A new proposal called TRF for its acronym in English that describe a restricted diet over time is being very striking in the eyes of everyone, because what matters is when you eat and not what or how much food you eat.
What is the strategy TRF or restricted in time?
As the name implies, the TRF strategy proposes eating during a certain period of time, specifically 12 hours or as little as possible.
During this time, an unlimited intake is allowed, because the important thing is not what or how much we eat, but rather in a limited period of time , leaving at least 12 hours of fasting every day.
The only thing that is possible to ingest after the intake window of 12 hours or less are liquid without calories like some infusions and water, leaving without any energy or food that requires digestion to the organism .
The TRF strategy is a type of intermittent fasting that has been studied and today is shown as an alternative with many benefits for the body.

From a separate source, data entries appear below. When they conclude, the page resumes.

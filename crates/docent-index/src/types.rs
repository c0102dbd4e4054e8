// SPDX-FileCopyrightText: 2026 Docent Contributors
// SPDX-License-Identifier: MIT OR Apache-2.0

//! Index record types and vector helpers.

use serde::{Deserialize, Serialize};

/// A chunk ready to be written: its text, embedding, and source file name.
#[derive(Debug, Clone, PartialEq)]
pub struct NewChunk {
    pub content: String,
    pub embedding: Vec<f32>,
    pub source: String,
}

/// A chunk returned from similarity search.
#[derive(Debug, Clone, PartialEq, Serialize, Deserialize)]
pub struct ScoredChunk {
    pub id: i64,
    pub content: String,
    pub source: String,
    /// Cosine similarity to the query, in `[-1, 1]`.
    pub score: f32,
}

/// Outcome of an ingestion run.
#[derive(Debug, Clone, Copy, Default, PartialEq, Eq, Serialize, Deserialize)]
pub struct IngestionReport {
    /// Documents whose text was extracted.
    pub documents_loaded: usize,
    /// Documents skipped because extraction failed.
    pub documents_skipped: usize,
    /// Chunks embedded and written to the store.
    pub chunks_added: usize,
}

/// Convert f32 vector to bytes for SQLite BLOB storage.
pub fn vec_to_blob(vec: &[f32]) -> Vec<u8> {
    vec.iter().flat_map(|f| f.to_le_bytes()).collect()
}

/// Convert SQLite BLOB back to f32 vector. Trailing partial bytes are ignored.
pub fn blob_to_vec(blob: &[u8]) -> Vec<f32> {
    blob.chunks_exact(4)
        .map(|chunk| f32::from_le_bytes([chunk[0], chunk[1], chunk[2], chunk[3]]))
        .collect()
}

/// Cosine similarity between two vectors of equal length.
///
/// Returns 0.0 when either vector has zero norm.
pub fn cosine_similarity(a: &[f32], b: &[f32]) -> f32 {
    debug_assert_eq!(a.len(), b.len(), "vectors must have same length");
    let (mut dot, mut norm_a, mut norm_b) = (0.0f32, 0.0f32, 0.0f32);
    for (x, y) in a.iter().zip(b) {
        dot += x * y;
        norm_a += x * x;
        norm_b += y * y;
    }
    if norm_a == 0.0 || norm_b == 0.0 {
        return 0.0;
    }
    dot / (norm_a.sqrt() * norm_b.sqrt())
}

#[cfg(test)]
mod tests {
    use super::*;

    #[test]
    fn vec_to_blob_roundtrip() {
        let original = vec![1.0f32, -2.5, 3.25, 0.0];
        let blob = vec_to_blob(&original);
        assert_eq!(blob.len(), 16);
        assert_eq!(blob_to_vec(&blob), original);
    }

    #[test]
    fn blob_to_vec_ignores_trailing_bytes() {
        let mut blob = vec_to_blob(&[1.0]);
        blob.push(0xff);
        assert_eq!(blob_to_vec(&blob), vec![1.0]);
    }

    #[test]
    fn cosine_similarity_identical_unnormalized() {
        let a = vec![3.0, 4.0];
        let sim = cosine_similarity(&a, &a);
        assert!((sim - 1.0).abs() < 1e-6);
    }

    #[test]
    fn cosine_similarity_orthogonal() {
        let sim = cosine_similarity(&[1.0, 0.0], &[0.0, 2.0]);
        assert!(sim.abs() < 1e-6);
    }

    #[test]
    fn cosine_similarity_opposite() {
        let sim = cosine_similarity(&[1.0, 1.0], &[-2.0, -2.0]);
        assert!((sim + 1.0).abs() < 1e-6);
    }

    #[test]
    fn cosine_similarity_zero_vector() {
        assert_eq!(cosine_similarity(&[0.0, 0.0], &[1.0, 0.0]), 0.0);
    }
}
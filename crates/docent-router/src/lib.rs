// SPDX-FileCopyrightText: 2026 Docent Contributors
// SPDX-License-Identifier: MIT OR Apache-2.0

//! Intent classification and conversation routing for the Docent chatbot.
//!
//! This crate provides:
//! - [`IntentClassifier`]: one-word LLM classification into greeting/faq/summarize
//! - [`GreetingHandler`], [`FaqHandler`], [`SummarizeHandler`]: per-intent responses
//! - [`RoutingWorkflow`]: classify then dispatch, always producing a response
//!
//! Handler failures are reported inline as `[ERROR] ...` text so the chat
//! endpoint always has something to return.

pub mod classifier;
pub mod generator;
pub mod handlers;
pub mod prompts;
pub mod workflow;

pub use classifier::{Intent, IntentClassifier, parse_intent};
pub use generator::ResponseGenerator;
pub use handlers::{FaqHandler, GreetingHandler, SummarizeHandler};
pub use workflow::{NO_RESPONSE, RoutingWorkflow};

What the science of this type of strategies indicates
As a type of intermittent fasting, the TRF strategy that limits food intake to 12 or fewer hours per day offers different benefits , including improvements in lipid profile and reduction of cardiovascular risk factors , weight loss but not limit the amount of food eaten and also, longer life expectancy .
Although many studies were conducted in rodents, an investigation published in the journal Cell Metabolism evaluated through a mobile application the implementation of the TRF strategy in humans. When obese people restricted their intake to 12 hours a day or less they obtained a considerable reduction of weight (4%) after 16 weeks, as well as they experienced more energy and a better quality sleep .
Apparently, during fasting, the body can concentrate on tasks of great importance for its proper functioning, such as repairing structures, eliminating waste substances and others that favor health care as a whole. In this way it extends the years of life as indicated by a study carried out in San Francisco .
Although the moment in which we eat can say a lot and be associated with biological rhythms or our internal clock, it is also important to pay attention to what we eat, mainly considering its quality rather than calories , as not all nutrients (beyond the energy they offer), have the same effect on our body.